Business is the easy part, says Geoff Bainbridge, an entrepreneur and co-founder of one of the largest hamburger and gourmet food chains in Australia. Samantha Wills shocked fans and industry alike when she announced her jewelry company (Samantha Wills Jewelry) would close forever at the end of January 2019. Wills, creator of one of the best-known and most well-respected accessories brands in Australia took to Instagram to shock her fans. In 2021, Wills took pen to the page in Of Gold and Dust: A Memoir of a Creative Life. Bainbridge and his business sense, creative value, and respect for culture were highlighted in the creative entrepreneur’s passionate expression of the self – Bainbridge and Wills do not share the Millennial categorization – they do share a creative passion for culture – and that is what connects people in this task-oriented society of go-getters.

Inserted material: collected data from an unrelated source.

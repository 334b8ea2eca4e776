use serde::{Deserialize, Serialize};
use std::time::Duration;
use tracing::{debug, info, warn};

use crate::assignment::lca::lineage_lca;
use crate::assignment::resolver::{ResolverError, TaxonResolver};
use crate::assignment::summary::{BatchAssignment, DEFAULT_HIGH_CONFIDENCE_THRESHOLD};
use crate::catalog::store::{ReferenceCatalog, ReferenceEntry};
use crate::core::asv::Asv;
use crate::core::lineage::TaxonomicAssignment;
use crate::core::types::{AssignmentMethod, Rank};
use crate::matching::engine::MatchingEngine;
use crate::matching::scoring::similarity_to_confidence;
use crate::utils::validation::{validate_fraction, ValidationError};

/// Default minimum k-mer similarity for a reference match
pub const DEFAULT_MIN_IDENTITY: f64 = 0.80;

/// Default time allowed for one taxonomy authority lookup
pub const DEFAULT_RESOLVER_TIMEOUT_MS: u64 = 5_000;

/// Default similarity window below the best hit used for consensus assignment
pub const DEFAULT_CONSENSUS_WINDOW: f64 = 0.02;

/// Configuration for taxonomic assignment
#[derive(Debug, Clone, Serialize, Deserialize)]
#[serde(default)]
pub struct AssignmentConfig {
    /// Minimum k-mer similarity for a reference entry to count as a match
    pub min_identity: f64,
    /// Confidence at or above which an assignment counts as high confidence
    pub high_confidence_threshold: u8,
    /// Upper bound on a single resolver call
    pub resolver_timeout_ms: u64,
    /// Hits within this similarity of the best hit join the consensus
    pub consensus_window: f64,
}

impl Default for AssignmentConfig {
    fn default() -> Self {
        Self {
            min_identity: DEFAULT_MIN_IDENTITY,
            high_confidence_threshold: DEFAULT_HIGH_CONFIDENCE_THRESHOLD,
            resolver_timeout_ms: DEFAULT_RESOLVER_TIMEOUT_MS,
            consensus_window: DEFAULT_CONSENSUS_WINDOW,
        }
    }
}

impl AssignmentConfig {
    /// Check option ranges
    ///
    /// # Errors
    ///
    /// Returns `ValidationError::OutOfRange` if `min_identity` or
    /// `consensus_window` is outside [0, 1] or the threshold exceeds 100.
    pub fn validate(&self) -> Result<(), ValidationError> {
        validate_fraction("min_identity", self.min_identity)?;
        validate_fraction("consensus_window", self.consensus_window)?;
        if self.high_confidence_threshold > 100 {
            return Err(ValidationError::OutOfRange {
                name: "high_confidence_threshold",
                value: self.high_confidence_threshold.to_string(),
                expected: "a confidence between 0 and 100",
            });
        }
        Ok(())
    }

    #[must_use]
    pub fn resolver_timeout(&self) -> Duration {
        Duration::from_millis(self.resolver_timeout_ms)
    }
}

/// Assigns taxonomy to ASVs by reference matching plus habitat verification
pub struct AssignmentEngine<'a> {
    matcher: MatchingEngine<'a>,
    resolver: &'a dyn TaxonResolver,
    config: AssignmentConfig,
}

impl<'a> AssignmentEngine<'a> {
    /// Create an engine with default configuration
    pub fn new(catalog: &'a ReferenceCatalog, resolver: &'a dyn TaxonResolver) -> Self {
        Self {
            matcher: MatchingEngine::new(catalog),
            resolver,
            config: AssignmentConfig::default(),
        }
    }

    /// Create an engine with custom configuration
    ///
    /// # Errors
    ///
    /// Returns a `ValidationError` if the configuration is out of range.
    pub fn with_config(
        catalog: &'a ReferenceCatalog,
        resolver: &'a dyn TaxonResolver,
        config: AssignmentConfig,
    ) -> Result<Self, ValidationError> {
        config.validate()?;
        Ok(Self {
            matcher: MatchingEngine::new(catalog),
            resolver,
            config,
        })
    }

    pub fn config(&self) -> &AssignmentConfig {
        &self.config
    }

    /// Assign taxonomy to a single ASV.
    ///
    /// Never fails: an ASV without a qualifying reference hit is returned as
    /// unassigned, and resolver failures fall back to the reference habitat.
    pub async fn assign_taxonomy(&self, asv: &Asv) -> TaxonomicAssignment {
        let Some(hit) = self
            .matcher
            .best_hit(&asv.representative_sequence, self.config.min_identity)
        else {
            debug!("{}: no reference above {:.2}", asv.id, self.config.min_identity);
            return TaxonomicAssignment::unassigned(&asv.id);
        };

        let confidence = similarity_to_confidence(hit.similarity);
        let is_marine = match hit.entry.lineage.get(Rank::Species) {
            Some(species) => self.verify_habitat(species, hit.entry).await,
            None => hit.entry.is_marine,
        };

        debug!(
            "{}: {} ({}) similarity {:.3}",
            asv.id,
            hit.entry.id,
            hit.entry.lineage.to_path(),
            hit.similarity
        );

        TaxonomicAssignment::assigned(
            &asv.id,
            hit.entry.lineage.clone(),
            confidence,
            AssignmentMethod::ReferenceMatch,
        )
        .with_reference(&hit.entry.id)
        .with_habitat(is_marine)
    }

    /// Assign taxonomy to every ASV, one resolver call at a time
    pub async fn assign_batch(&self, asvs: &[Asv]) -> BatchAssignment {
        let mut assignments = Vec::with_capacity(asvs.len());
        for asv in asvs {
            assignments.push(self.assign_taxonomy(asv).await);
        }

        let batch = BatchAssignment::new(assignments);
        info!(
            "Assigned {}/{} ASVs (mean confidence {:.1})",
            batch.summary.assigned_count, batch.summary.total, batch.summary.mean_confidence
        );
        batch
    }

    /// Consensus assignment from every reference hit close to the best one.
    ///
    /// Hits within `consensus_window` of the best similarity are reduced to
    /// their lowest common ancestor. Confidence reflects the weakest hit in
    /// the window. No resolver call is made.
    pub fn consensus_assignment(&self, asv: &Asv) -> TaxonomicAssignment {
        let hits = self
            .matcher
            .rank_hits(&asv.representative_sequence, self.config.min_identity);
        let Some(best) = hits.first() else {
            return TaxonomicAssignment::unassigned(&asv.id);
        };

        let floor = best.similarity - self.config.consensus_window;
        let window: Vec<&ReferenceEntry> = hits
            .iter()
            .take_while(|hit| hit.similarity >= floor)
            .map(|hit| hit.entry)
            .collect();
        let weakest = hits
            .iter()
            .take(window.len())
            .map(|hit| hit.similarity)
            .fold(best.similarity, f64::min);

        let lineage = lineage_lca(window.iter().map(|entry| &entry.lineage));
        let habitat = window[0].is_marine;
        let is_marine = if window.iter().all(|entry| entry.is_marine == habitat) {
            habitat
        } else {
            None
        };

        let assignment = TaxonomicAssignment::assigned(
            &asv.id,
            lineage,
            similarity_to_confidence(weakest),
            AssignmentMethod::ReferenceMatch,
        )
        .with_habitat(is_marine);

        match window.as_slice() {
            [single] => assignment.with_reference(&single.id),
            _ => assignment,
        }
    }

    /// Refine the habitat flag through the resolver, falling back to the
    /// catalog entry's recorded flag on any failure
    async fn verify_habitat(&self, species: &str, entry: &ReferenceEntry) -> Option<bool> {
        let timeout = self.config.resolver_timeout();
        let result = match tokio::time::timeout(timeout, self.resolver.resolve_taxon(species)).await
        {
            Ok(result) => result,
            Err(_) => Err(ResolverError::Timeout(timeout)),
        };

        match result {
            Ok(resolved) => match resolved.verified_is_marine() {
                Some(is_marine) => Some(is_marine),
                None => {
                    debug!("No habitat verification for '{species}', using reference flag");
                    entry.is_marine
                }
            },
            Err(e) => {
                warn!("Habitat lookup for '{species}' failed ({e}); using reference flag");
                entry.is_marine
            }
        }
    }
}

“In truth, the easiest one of those to establish is the business element” – Geoff Bainbridge on Business, Brand and Culture
Bainbridge ensures his business interests are always distinct, dependable and different. Competitors may offer a similar product, but lack the interpersonal skills, value, and cultural competence that bring business to the next level. The brand does not make the individual – rather, the culture is indicative of one’s capacity to compete and contribute – highlighted in Wills’s creative memoir recounting the time she prematurely and unexpectedly ended the business relationship with Bainbridge, who worked on the logistics with senior management for internal team communication.
“Geoff was the ultimate in graciousness” – Samantha Wills
Samantha Wills represents a business, brand and culture. Her Instagram followers shared the pain of closing her beloved business. While Geoff Bainbridge gained nothing and lost significant value with the closing of Wills’s jewelry brand, he took it in stride, putting culture over business. In her memoir, Wills notes: “Geoff was the ultimate in graciousness. Even though we’d had our fair share of differences over the years, his support and dedication to the business was the greatest of blessings.”
Bainbridge credits the ability to attract and retain talented, competent, intellectual stakeholders as one of his most important skills. Naturally, the termination of his formal relationship with Wills had the potential to elevate conflict, where the competitive space has no time for twist and turns brought by emotional decisions. Maintaining his graciousness that Wills so eloquently describes in her memoir, Bainbridge moved forward, fine-tuning the techniques he has used to attract the right talent amidst an infinite pool, but now on himself.
Business may be the east part – but maintaining relationships, elevating culture, and creating the half-glass-full approach as the liquid is dwindling is the hard part – and Geoff Bainbridge attributes this to self-driven brand and culture. The entrepreneurial attitude shared in the memoir is a tribute to people and culture, described here in a context rarely heard and often misunderstood in the Australian business landscape. Mutual respect between the entrepreneurs is symbolic of a culture of people in a collaborative space, one that has become far too ignored in the competitive business environment, where people and culture triumph above all.